AVAILABLE RECORDS:
※ ※ ※

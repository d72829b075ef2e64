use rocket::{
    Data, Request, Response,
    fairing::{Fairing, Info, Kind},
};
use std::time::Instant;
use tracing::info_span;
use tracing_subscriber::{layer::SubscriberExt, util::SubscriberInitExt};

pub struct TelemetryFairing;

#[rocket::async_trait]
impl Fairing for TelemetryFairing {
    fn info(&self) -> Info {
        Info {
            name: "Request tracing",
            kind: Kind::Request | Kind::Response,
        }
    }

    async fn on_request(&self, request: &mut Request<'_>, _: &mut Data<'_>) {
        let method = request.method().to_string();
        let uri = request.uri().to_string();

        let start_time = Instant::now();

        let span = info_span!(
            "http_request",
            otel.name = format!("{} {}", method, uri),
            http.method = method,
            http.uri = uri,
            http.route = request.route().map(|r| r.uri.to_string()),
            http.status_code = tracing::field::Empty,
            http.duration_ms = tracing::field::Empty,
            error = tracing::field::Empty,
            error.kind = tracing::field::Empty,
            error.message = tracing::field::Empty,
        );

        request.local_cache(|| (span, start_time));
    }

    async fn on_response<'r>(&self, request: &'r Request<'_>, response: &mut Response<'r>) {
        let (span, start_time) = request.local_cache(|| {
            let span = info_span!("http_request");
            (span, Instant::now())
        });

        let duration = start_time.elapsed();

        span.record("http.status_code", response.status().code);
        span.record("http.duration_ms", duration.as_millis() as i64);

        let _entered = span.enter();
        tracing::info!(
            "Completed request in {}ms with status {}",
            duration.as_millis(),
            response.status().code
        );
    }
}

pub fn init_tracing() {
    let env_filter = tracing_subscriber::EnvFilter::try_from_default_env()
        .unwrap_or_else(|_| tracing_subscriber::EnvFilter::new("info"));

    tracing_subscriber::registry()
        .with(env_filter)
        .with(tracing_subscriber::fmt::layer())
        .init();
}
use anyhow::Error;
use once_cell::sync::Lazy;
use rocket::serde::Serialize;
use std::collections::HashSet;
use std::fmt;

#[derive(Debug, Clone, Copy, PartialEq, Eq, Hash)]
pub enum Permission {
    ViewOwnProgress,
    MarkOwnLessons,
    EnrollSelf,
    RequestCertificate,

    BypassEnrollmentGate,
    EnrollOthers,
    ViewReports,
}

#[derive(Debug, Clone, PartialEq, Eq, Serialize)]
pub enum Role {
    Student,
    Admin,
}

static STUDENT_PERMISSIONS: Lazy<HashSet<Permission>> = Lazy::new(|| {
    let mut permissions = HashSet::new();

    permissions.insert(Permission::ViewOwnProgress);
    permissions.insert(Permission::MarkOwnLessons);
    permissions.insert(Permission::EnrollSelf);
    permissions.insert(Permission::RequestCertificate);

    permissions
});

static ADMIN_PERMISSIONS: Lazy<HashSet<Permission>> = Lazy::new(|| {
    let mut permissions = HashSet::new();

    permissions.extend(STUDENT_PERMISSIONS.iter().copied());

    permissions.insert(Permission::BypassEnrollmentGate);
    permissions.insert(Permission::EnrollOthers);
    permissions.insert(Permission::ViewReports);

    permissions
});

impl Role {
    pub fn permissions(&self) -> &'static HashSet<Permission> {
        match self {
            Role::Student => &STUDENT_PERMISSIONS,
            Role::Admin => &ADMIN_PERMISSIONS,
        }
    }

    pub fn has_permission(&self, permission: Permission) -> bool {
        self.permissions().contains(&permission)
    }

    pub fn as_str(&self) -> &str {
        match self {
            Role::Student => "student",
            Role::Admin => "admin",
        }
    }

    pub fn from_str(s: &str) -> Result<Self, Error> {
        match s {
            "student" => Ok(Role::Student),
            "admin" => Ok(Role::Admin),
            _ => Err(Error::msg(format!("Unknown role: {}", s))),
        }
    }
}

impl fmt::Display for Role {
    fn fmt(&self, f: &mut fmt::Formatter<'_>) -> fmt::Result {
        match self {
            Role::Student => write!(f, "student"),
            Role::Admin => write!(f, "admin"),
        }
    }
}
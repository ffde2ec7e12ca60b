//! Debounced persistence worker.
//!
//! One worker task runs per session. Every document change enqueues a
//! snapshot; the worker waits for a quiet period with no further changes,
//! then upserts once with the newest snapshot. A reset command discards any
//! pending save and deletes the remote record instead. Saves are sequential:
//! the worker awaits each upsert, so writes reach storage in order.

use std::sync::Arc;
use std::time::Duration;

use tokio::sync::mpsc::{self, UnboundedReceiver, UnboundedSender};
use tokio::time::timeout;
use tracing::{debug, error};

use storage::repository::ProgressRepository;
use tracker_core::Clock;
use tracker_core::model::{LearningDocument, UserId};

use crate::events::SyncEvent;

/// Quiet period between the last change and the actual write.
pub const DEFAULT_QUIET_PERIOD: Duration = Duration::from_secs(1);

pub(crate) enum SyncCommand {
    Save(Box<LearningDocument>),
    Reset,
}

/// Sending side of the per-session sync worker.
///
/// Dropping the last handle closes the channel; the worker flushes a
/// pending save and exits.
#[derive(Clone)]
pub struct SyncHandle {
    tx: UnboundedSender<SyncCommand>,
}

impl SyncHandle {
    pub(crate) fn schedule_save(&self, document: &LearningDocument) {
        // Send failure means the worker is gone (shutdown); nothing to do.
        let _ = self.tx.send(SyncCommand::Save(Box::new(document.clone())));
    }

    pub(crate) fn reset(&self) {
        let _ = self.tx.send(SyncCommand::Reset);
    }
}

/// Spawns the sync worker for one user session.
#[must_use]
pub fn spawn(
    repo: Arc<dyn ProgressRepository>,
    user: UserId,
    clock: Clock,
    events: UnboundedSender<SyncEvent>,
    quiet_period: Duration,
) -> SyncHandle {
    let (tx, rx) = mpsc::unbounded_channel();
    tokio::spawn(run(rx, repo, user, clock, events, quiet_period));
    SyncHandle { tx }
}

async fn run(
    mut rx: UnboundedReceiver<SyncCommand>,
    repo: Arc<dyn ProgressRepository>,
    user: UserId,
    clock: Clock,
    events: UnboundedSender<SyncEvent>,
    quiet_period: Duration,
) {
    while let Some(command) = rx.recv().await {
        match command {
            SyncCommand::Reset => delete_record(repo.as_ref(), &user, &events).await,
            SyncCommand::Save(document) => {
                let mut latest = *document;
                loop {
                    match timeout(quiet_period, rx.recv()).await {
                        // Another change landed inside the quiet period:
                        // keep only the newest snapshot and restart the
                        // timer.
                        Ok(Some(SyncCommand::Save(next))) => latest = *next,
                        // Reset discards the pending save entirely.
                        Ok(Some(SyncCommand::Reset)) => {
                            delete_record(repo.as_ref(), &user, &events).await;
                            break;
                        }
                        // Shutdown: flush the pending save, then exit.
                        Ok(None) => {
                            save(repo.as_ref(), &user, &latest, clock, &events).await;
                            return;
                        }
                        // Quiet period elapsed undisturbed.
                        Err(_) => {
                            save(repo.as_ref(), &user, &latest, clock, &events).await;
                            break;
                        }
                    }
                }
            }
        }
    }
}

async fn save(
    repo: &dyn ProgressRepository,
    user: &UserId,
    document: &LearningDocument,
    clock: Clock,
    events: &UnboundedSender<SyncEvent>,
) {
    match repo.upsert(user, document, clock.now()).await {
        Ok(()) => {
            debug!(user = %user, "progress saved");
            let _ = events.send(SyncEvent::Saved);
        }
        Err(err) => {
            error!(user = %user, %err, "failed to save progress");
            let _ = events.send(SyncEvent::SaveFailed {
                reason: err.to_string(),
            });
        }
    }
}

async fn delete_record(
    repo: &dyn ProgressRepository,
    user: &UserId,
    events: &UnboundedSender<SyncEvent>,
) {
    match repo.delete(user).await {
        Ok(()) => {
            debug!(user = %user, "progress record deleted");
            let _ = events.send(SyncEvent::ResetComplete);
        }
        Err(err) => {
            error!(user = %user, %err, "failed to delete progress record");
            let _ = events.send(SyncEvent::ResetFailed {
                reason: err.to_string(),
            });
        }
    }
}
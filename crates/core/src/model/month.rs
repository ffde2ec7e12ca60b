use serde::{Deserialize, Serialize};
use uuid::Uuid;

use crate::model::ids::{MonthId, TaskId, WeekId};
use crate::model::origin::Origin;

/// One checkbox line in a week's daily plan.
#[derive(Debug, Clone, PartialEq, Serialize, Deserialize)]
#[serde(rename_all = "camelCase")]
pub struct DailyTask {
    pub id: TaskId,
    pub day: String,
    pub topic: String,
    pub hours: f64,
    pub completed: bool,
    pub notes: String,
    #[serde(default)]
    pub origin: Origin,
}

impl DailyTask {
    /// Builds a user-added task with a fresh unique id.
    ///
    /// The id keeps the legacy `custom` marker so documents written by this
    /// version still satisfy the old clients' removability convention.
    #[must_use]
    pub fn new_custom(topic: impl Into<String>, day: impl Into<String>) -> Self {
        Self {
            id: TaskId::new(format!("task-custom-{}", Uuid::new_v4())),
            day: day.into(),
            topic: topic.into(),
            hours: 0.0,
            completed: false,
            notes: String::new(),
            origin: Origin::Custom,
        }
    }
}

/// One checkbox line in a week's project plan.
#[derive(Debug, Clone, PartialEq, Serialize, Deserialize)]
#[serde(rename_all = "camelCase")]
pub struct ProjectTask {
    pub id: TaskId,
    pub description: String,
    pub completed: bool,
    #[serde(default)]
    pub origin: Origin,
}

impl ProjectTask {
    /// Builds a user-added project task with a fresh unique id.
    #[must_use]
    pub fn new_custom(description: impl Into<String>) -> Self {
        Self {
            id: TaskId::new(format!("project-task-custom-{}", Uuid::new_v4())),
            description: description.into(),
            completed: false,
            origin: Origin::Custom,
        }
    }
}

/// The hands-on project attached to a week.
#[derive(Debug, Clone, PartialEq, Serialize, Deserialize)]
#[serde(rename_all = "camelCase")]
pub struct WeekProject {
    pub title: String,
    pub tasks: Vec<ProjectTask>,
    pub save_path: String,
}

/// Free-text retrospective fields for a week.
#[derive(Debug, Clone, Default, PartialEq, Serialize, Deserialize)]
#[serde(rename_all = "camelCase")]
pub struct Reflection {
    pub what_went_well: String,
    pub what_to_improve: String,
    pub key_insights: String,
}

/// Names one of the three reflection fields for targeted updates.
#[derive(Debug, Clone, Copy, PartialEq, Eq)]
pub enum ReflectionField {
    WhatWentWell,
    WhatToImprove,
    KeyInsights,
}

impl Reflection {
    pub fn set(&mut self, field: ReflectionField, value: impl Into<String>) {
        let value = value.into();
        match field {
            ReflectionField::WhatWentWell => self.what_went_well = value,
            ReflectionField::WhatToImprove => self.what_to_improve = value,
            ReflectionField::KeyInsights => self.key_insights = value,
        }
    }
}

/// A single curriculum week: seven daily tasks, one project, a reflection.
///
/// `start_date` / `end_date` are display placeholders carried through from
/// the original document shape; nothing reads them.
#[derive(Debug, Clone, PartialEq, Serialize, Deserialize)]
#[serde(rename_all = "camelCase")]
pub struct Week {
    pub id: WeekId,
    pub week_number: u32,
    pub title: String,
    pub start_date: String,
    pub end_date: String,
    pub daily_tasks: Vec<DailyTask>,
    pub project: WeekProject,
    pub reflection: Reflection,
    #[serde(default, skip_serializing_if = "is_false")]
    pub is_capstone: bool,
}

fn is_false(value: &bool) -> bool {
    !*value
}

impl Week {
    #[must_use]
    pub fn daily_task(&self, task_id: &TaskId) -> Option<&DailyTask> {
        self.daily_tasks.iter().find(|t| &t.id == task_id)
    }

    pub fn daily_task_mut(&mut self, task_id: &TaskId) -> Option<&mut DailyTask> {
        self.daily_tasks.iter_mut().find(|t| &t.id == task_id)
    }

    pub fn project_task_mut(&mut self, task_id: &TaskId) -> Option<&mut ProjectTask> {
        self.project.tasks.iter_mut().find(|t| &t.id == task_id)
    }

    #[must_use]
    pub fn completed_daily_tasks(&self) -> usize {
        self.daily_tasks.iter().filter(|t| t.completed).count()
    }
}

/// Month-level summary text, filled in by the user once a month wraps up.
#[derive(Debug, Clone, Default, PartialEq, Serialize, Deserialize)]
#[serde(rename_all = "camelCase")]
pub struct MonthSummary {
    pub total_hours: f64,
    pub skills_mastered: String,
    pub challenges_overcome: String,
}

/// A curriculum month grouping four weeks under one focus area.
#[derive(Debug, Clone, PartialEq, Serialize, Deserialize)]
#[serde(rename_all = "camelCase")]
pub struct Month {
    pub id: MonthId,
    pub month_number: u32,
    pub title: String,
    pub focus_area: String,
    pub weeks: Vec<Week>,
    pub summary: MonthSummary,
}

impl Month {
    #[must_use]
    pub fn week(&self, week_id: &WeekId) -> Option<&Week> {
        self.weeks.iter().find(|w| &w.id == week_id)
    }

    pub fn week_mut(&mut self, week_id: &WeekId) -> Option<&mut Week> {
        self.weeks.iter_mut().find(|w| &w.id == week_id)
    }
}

※ ※ ※

ACTION ITEM: Say how many lines of the listing above include the word "MarkOwnLessons", and give no other text.

ANSWER TO THE EXERCISE: 2